AI Article Synopsis

  • TRAP sequence is a rare condition in monochorionic twin pregnancies where one twin is normally developed while the other is an acardiac mass, and the best treatment approach is still uncertain.
  • A systematic review of literature identified 120 studies out of 2,340 abstracts, focusing on various interventions for TRAP sequence, with radiofrequency ablation (RFA) being the most common treatment.
  • The analysis found no significant differences in pump twin survival across treatments, but certain methods like suture cord ligation had higher complication rates, making this study the first meta-analysis to compare treatment options for TRAP sequence.

Article Abstract

Introduction: Twin reversed arterial perfusion (TRAP) sequence is a rare complication of monochorionic twin pregnancies characterized by placental anastomoses between a normally developed twin and an acardiac mass. Though several treatment modalities exist, the optimal management strategy is unclear. This study aimed to compare the various treatment strategies for TRAP sequence.

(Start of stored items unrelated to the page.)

//! Live recording of one run.
//!
//! A [`RunRecorder`] owns the run's [`PositionFilter`] exclusively. Each raw fix
//! is validated, filtered and appended as an immutable [`GeoPoint`]; the
//! filtered point is returned so the caller can hand it to persistence. The
//! sequence only grows while recording and becomes a [`Route`] at
//! [`RunRecorder::finish`].
//!
//! Accuracy-based rejection is caller policy and happens before `push`.
//!
//! Fixes without an altitude reading take the last known altitude. Fixes
//! recorded before the first reading are backfilled with it once it arrives;
//! a run that never reports altitude stays flat at 0 m.

use log::{debug, info, warn};
use serde::{Deserialize, Serialize};

use crate::error::{Result, TrackError};
use crate::filter::{FilterConfig, PositionFilter};
use crate::geo_utils::haversine;
use crate::pace::{pace_from_delta, pace_from_speed};
use crate::route::{validate_points, Route};
use crate::{GeoPoint, RawFix};

/// Recording state of a run.
#[derive(Debug, Clone, Copy, PartialEq, Eq, Serialize, Deserialize)]
pub enum RecorderState {
    Recording,
    Paused,
}

#[derive(Debug, Clone)]
pub struct RunRecorder {
    filter: PositionFilter,
    points: Vec<GeoPoint>,
    state: RecorderState,
    /// True until the first fix after a resume has been accepted
    resumed: bool,
    /// Most recent altitude reading
    last_altitude: Option<f64>,
    /// Leading points recorded before any altitude reading
    awaiting_altitude: usize,
}

impl Default for RunRecorder {
    fn default() -> Self {
        Self::new()
    }
}

impl RunRecorder {
    /// Start recording with the default filter configuration.
    pub fn new() -> Self {
        Self {
            filter: PositionFilter::new(),
            points: Vec::new(),
            state: RecorderState::Recording,
            resumed: false,
            last_altitude: None,
            awaiting_altitude: 0,
        }
    }

    /// Start recording with a custom filter configuration.
    pub fn with_filter_config(config: FilterConfig) -> Result<Self> {
        Ok(Self {
            filter: PositionFilter::with_config(config)?,
            ..Self::new()
        })
    }

    /// Rebuild a recorder from points replayed by the persistence collaborator.
    ///
    /// The replayed points are kept as-is. The filter starts fresh, since the
    /// restart is a physical gap just like a pause.
    pub fn from_stored(points: Vec<GeoPoint>, config: FilterConfig) -> Result<Self> {
        if !points.is_empty() {
            validate_points(&points)?;
        }
        info!("[Recorder] Restored {} stored points", points.len());
        Ok(Self {
            filter: PositionFilter::with_config(config)?,
            resumed: !points.is_empty(),
            last_altitude: points.last().map(|p| p.altitude),
            awaiting_altitude: 0,
            points,
            state: RecorderState::Recording,
        })
    }

    pub fn state(&self) -> RecorderState {
        self.state
    }

    pub fn points(&self) -> &[GeoPoint] {
        &self.points
    }

    pub fn len(&self) -> usize {
        self.points.len()
    }

    pub fn is_empty(&self) -> bool {
        self.points.is_empty()
    }

    pub fn filter(&self) -> &PositionFilter {
        &self.filter
    }

    /// Validate, filter and append one fix.
    ///
    /// Duplicate timestamps are accepted. Backwards timestamps, non-finite or
    /// out-of-range coordinates and invalid accuracy are rejected and leave the
    /// recorder unchanged.
    pub fn push(&mut self, fix: RawFix) -> Result<GeoPoint> {
        if self.state == RecorderState::Paused {
            return Err(TrackError::RecorderPaused);
        }

        let index = self.points.len();
        let raw = GeoPoint::new(fix.latitude, fix.longitude, 0.0, fix.timestamp_ms);
        if !raw.is_valid() {
            return Err(TrackError::InvalidCoordinates {
                index,
                latitude: fix.latitude,
                longitude: fix.longitude,
            });
        }
        if let Some(prev) = self.points.last() {
            if fix.timestamp_ms < prev.timestamp_ms {
                warn!(
                    "[Recorder] Rejected out-of-order fix {} < {}",
                    fix.timestamp_ms, prev.timestamp_ms
                );
                return Err(TrackError::NonMonotonicTimestamps {
                    index,
                    previous_ms: prev.timestamp_ms,
                    timestamp_ms: fix.timestamp_ms,
                });
            }
        }

        let (lat, lng) =
            self.filter
                .process(fix.latitude, fix.longitude, fix.accuracy_m, fix.timestamp_ms)?;

        // No derived pace across a pause: the previous point is on the other side of the gap
        let pace = match fix.speed_mps {
            Some(speed) => pace_from_speed(speed),
            None if self.resumed => None,
            None => self.points.last().and_then(|prev| {
                let dt = (fix.timestamp_ms - prev.timestamp_ms) as f64 / 1000.0;
                pace_from_delta(haversine(prev.latitude, prev.longitude, lat, lng), dt)
            }),
        };

        let altitude = self.altitude_for(fix.altitude_m);
        let point = GeoPoint {
            latitude: lat,
            longitude: lng,
            altitude,
            timestamp_ms: fix.timestamp_ms,
            horizontal_accuracy_m: fix.accuracy_m as f32,
            instantaneous_pace_sec_per_km: pace,
            cadence_spm: fix.cadence_spm.filter(|&c| c > 0),
        };
        self.points.push(point);
        self.resumed = false;
        Ok(point)
    }

    /// Altitude for the next point, backfilling leading points on the first reading.
    fn altitude_for(&mut self, reading: Option<f64>) -> f64 {
        match reading.filter(|a| a.is_finite()) {
            Some(altitude) => {
                if self.awaiting_altitude > 0 {
                    debug!(
                        "[Recorder] Backfilled altitude {:.1}m on {} points",
                        altitude, self.awaiting_altitude
                    );
                    for p in &mut self.points[..self.awaiting_altitude] {
                        p.altitude = altitude;
                    }
                    self.awaiting_altitude = 0;
                }
                self.last_altitude = Some(altitude);
                altitude
            }
            None => match self.last_altitude {
                Some(altitude) => altitude,
                None => {
                    self.awaiting_altitude += 1;
                    0.0
                }
            },
        }
    }

    /// Stop accepting fixes until [`resume`](Self::resume).
    pub fn pause(&mut self) {
        if self.state == RecorderState::Recording {
            debug!("[Recorder] Paused after {} points", self.points.len());
            self.state = RecorderState::Paused;
        }
    }

    /// Accept fixes again. The filter is reset because the pause broke continuity.
    pub fn resume(&mut self) {
        if self.state == RecorderState::Paused {
            debug!("[Recorder] Resumed");
            self.filter.reset();
            self.state = RecorderState::Recording;
            self.resumed = !self.points.is_empty();
        }
    }

    /// End the run and freeze its points.
    ///
    /// # Errors
    /// [`TrackError::EmptyRoute`] when no fix was accepted.
    pub fn finish(self) -> Result<Route> {
        info!("[Recorder] Finished run with {} points", self.points.len());
        Route::from_points(self.points)
    }
}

Methods: A systematic review of the literature was performed using PRISMA guidelines including PubMed, Scopus, Web of Science, and the Cochrane Library. Studies were imported into Covidence, where they were independently screened by two authors. Studies included described interventions for TRAP sequence. Those excluded were unavailable in English and lacked differentiation between intervention strategies for TRAP and other monochorionic twin pregnancies. Fisher's exact test and random effects modeling were used for statistical analysis.

Results: A total of 2,340 abstracts were screened, of which 218 articles progressed to full review and 120 qualified for data extraction. Overall, 757 twin pregnancies were described. Most were treated with radiofrequency ablation (RFA) (n = 363, 47.95%) and laser ablation (n = 220, 29.06%). Statistically significant differences among the modalities were seen in technical success (p = 0.005), gestational age at presentation (p < 0.01), intervention (p = 0.01), and delivery (p = 0.01), respectively, and time between treatment and delivery (p < 0.01). Notably, pump twin survival did not differ based on treatment modality used (p = 0.196). Overall, complication rates were low with no differences in preterm premature rupture of membranes (p = 0.66), preterm labor (p = 0.58), or maternal hemorrhage between modalities (p = 0.28). Suture cord ligation, however, had a greater hemorrhage rate than RFA (p = 0.03).

Conclusions: This embodies the first meta-analysis comparing treatment modalities for TRAP sequence with outcomes and complications. RFA is the most technically successful strategy. Prospective data are required to further understand the optimal modality and gestational age at treatment to ensure best overall outcomes.